[MD] Value orientation of sensory cognition
plattholden at gmail.com
plattholden at gmail.com
Sat Aug 21 14:22:07 PDT 2010
Hi Marsha,
The "Sensory Cognition" paper you posted can be easily translated into a
Pirsigian value orientation without any change in its meaning. In fact, the
changes add to its meaning in a profound way. For example, I've substituted
some value terms in the fourth and fifth paragraphs (in caps):
On 21 Aug 2010 at 16:00, MarshaV wrote:
Marsha:
Maybe James had some insights, but I hope you have not missed the paper I
posted the other day. It is very modern and up-to-date (2004):
Sensory Cognition
It appears then that the objects of our sense organs are not really objects at
all; they only appear to be. This is tellingly illustrated in experiments
tracing people´s eyes as they scan a photograph. The eyes do not dwell on the
"objects" in the picture, but VALUE their outlines, where the greatest
contrasts lie. As Gregory Bateson (1979, 107) explains, "the end organs [of
sense] are thus in continual receipt of events that correspond to VALUED
outlines in the visible world. We VALUE distinctions; that is, we pull them
out. Those distinctions that remain WITHOUT VALUE are not." This then suggests
a third point: that our everyday awareness of the world, what we see and hear
and touch and smell, critically depends upon the VALUE distinctions our sense
faculties are capable of "MAKING" -- indeed, the world ordinarily only appears
in the forms VALUES MAKE.
In this sense, cognitive awareness is both categorical and constructive. First,
the receptor neurons of the sense organs, according to cognitive scientist,
Christine Skarda (1999, 85), are "VALUE -specific in terms of their response
characteristics. Each VALUES maximally (i.e. with a burst of intense electrical
activity) to a specific type or class of stimuli, such as certain wavelengths
or intensities of light, temperature, sound, etc.
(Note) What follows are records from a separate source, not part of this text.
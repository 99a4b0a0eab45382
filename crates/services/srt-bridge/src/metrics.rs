//! Process-wide bridge counters
//!
//! Endpoint-level transport counters live on each endpoint; these track what
//! the sessions do with the media.

use std::sync::atomic::{AtomicU64, Ordering};
use std::sync::Arc;

use crate::gate::GateStats;

#[derive(Default)]
pub struct BridgeMetrics {
    sessions_started: AtomicU64,
    sessions_ended: AtomicU64,

    /// Chunks taken off the relay by ingest sessions
    chunks_relayed: AtomicU64,
    bytes_relayed: AtomicU64,

    /// Events dispatched onto the bus by ingest sessions
    frames_published: AtomicU64,

    frames_forwarded: AtomicU64,
    configs_synthesized: AtomicU64,
    frames_dropped: AtomicU64,

    /// Muxed writes the egress endpoint dropped while not connected
    writes_dropped: AtomicU64,

    /// Startup timestamp (unix seconds)
    startup_time: AtomicU64,
}

impl BridgeMetrics {
    pub fn new() -> Self {
        Self {
            startup_time: AtomicU64::new(unix_now()),
            ..Default::default()
        }
    }

    pub fn session_started(&self) {
        self.sessions_started.fetch_add(1, Ordering::Relaxed);
    }

    pub fn session_ended(&self) {
        self.sessions_ended.fetch_add(1, Ordering::Relaxed);
    }

    pub fn chunk_relayed(&self, bytes: usize) {
        self.chunks_relayed.fetch_add(1, Ordering::Relaxed);
        self.bytes_relayed.fetch_add(bytes as u64, Ordering::Relaxed);
    }

    pub fn frames_published(&self, frames: usize) {
        self.frames_published
            .fetch_add(frames as u64, Ordering::Relaxed);
    }

    /// Add the change between two gate counter readings
    pub fn gate_delta(&self, before: GateStats, after: GateStats) {
        self.frames_forwarded.fetch_add(
            after.forwarded.saturating_sub(before.forwarded),
            Ordering::Relaxed,
        );
        self.configs_synthesized.fetch_add(
            after.synthesized.saturating_sub(before.synthesized),
            Ordering::Relaxed,
        );
        self.frames_dropped.fetch_add(
            after.dropped.saturating_sub(before.dropped),
            Ordering::Relaxed,
        );
    }

    pub fn write_dropped(&self) {
        self.writes_dropped.fetch_add(1, Ordering::Relaxed);
    }

    pub fn snapshot(&self) -> BridgeMetricsSnapshot {
        let started = self.sessions_started.load(Ordering::Relaxed);
        let ended = self.sessions_ended.load(Ordering::Relaxed);
        BridgeMetricsSnapshot {
            sessions_started: started,
            sessions_ended: ended,
            active_sessions: started.saturating_sub(ended),
            chunks_relayed: self.chunks_relayed.load(Ordering::Relaxed),
            bytes_relayed: self.bytes_relayed.load(Ordering::Relaxed),
            frames_published: self.frames_published.load(Ordering::Relaxed),
            frames_forwarded: self.frames_forwarded.load(Ordering::Relaxed),
            configs_synthesized: self.configs_synthesized.load(Ordering::Relaxed),
            frames_dropped: self.frames_dropped.load(Ordering::Relaxed),
            writes_dropped: self.writes_dropped.load(Ordering::Relaxed),
            uptime_secs: unix_now().saturating_sub(self.startup_time.load(Ordering::Relaxed)),
        }
    }
}

fn unix_now() -> u64 {
    std::time::SystemTime::now()
        .duration_since(std::time::UNIX_EPOCH)
        .unwrap_or_default()
        .as_secs()
}

#[derive(Debug, Clone, Default, PartialEq, serde::Serialize)]
pub struct BridgeMetricsSnapshot {
    pub sessions_started: u64,
    pub sessions_ended: u64,
    pub active_sessions: u64,
    pub chunks_relayed: u64,
    pub bytes_relayed: u64,
    pub frames_published: u64,
    pub frames_forwarded: u64,
    pub configs_synthesized: u64,
    pub frames_dropped: u64,
    pub writes_dropped: u64,
    pub uptime_secs: u64,
}

impl BridgeMetricsSnapshot {
    pub fn bytes_per_second(&self) -> f64 {
        if self.uptime_secs == 0 {
            0.0
        } else {
            self.bytes_relayed as f64 / self.uptime_secs as f64
        }
    }
}

static GLOBAL_METRICS: std::sync::OnceLock<Arc<BridgeMetrics>> = std::sync::OnceLock::new();

pub fn global_metrics() -> Arc<BridgeMetrics> {
    GLOBAL_METRICS
        .get_or_init(|| Arc::new(BridgeMetrics::new()))
        .clone()
}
Even putatively "pure
sensations" depend upon the elementary schemas that constitute the VALUE
responsive structure of the sense organs. This initial process, however, only
yields isolated neurological signals that at this stage do not yet amount to
VALUED objects or characteristics.
No problem for we Pirsigians in this "scientific" description of perception. It
jibes nicely with his premise that the world is not made up of subject and
objects, but rather consists of a structure of values.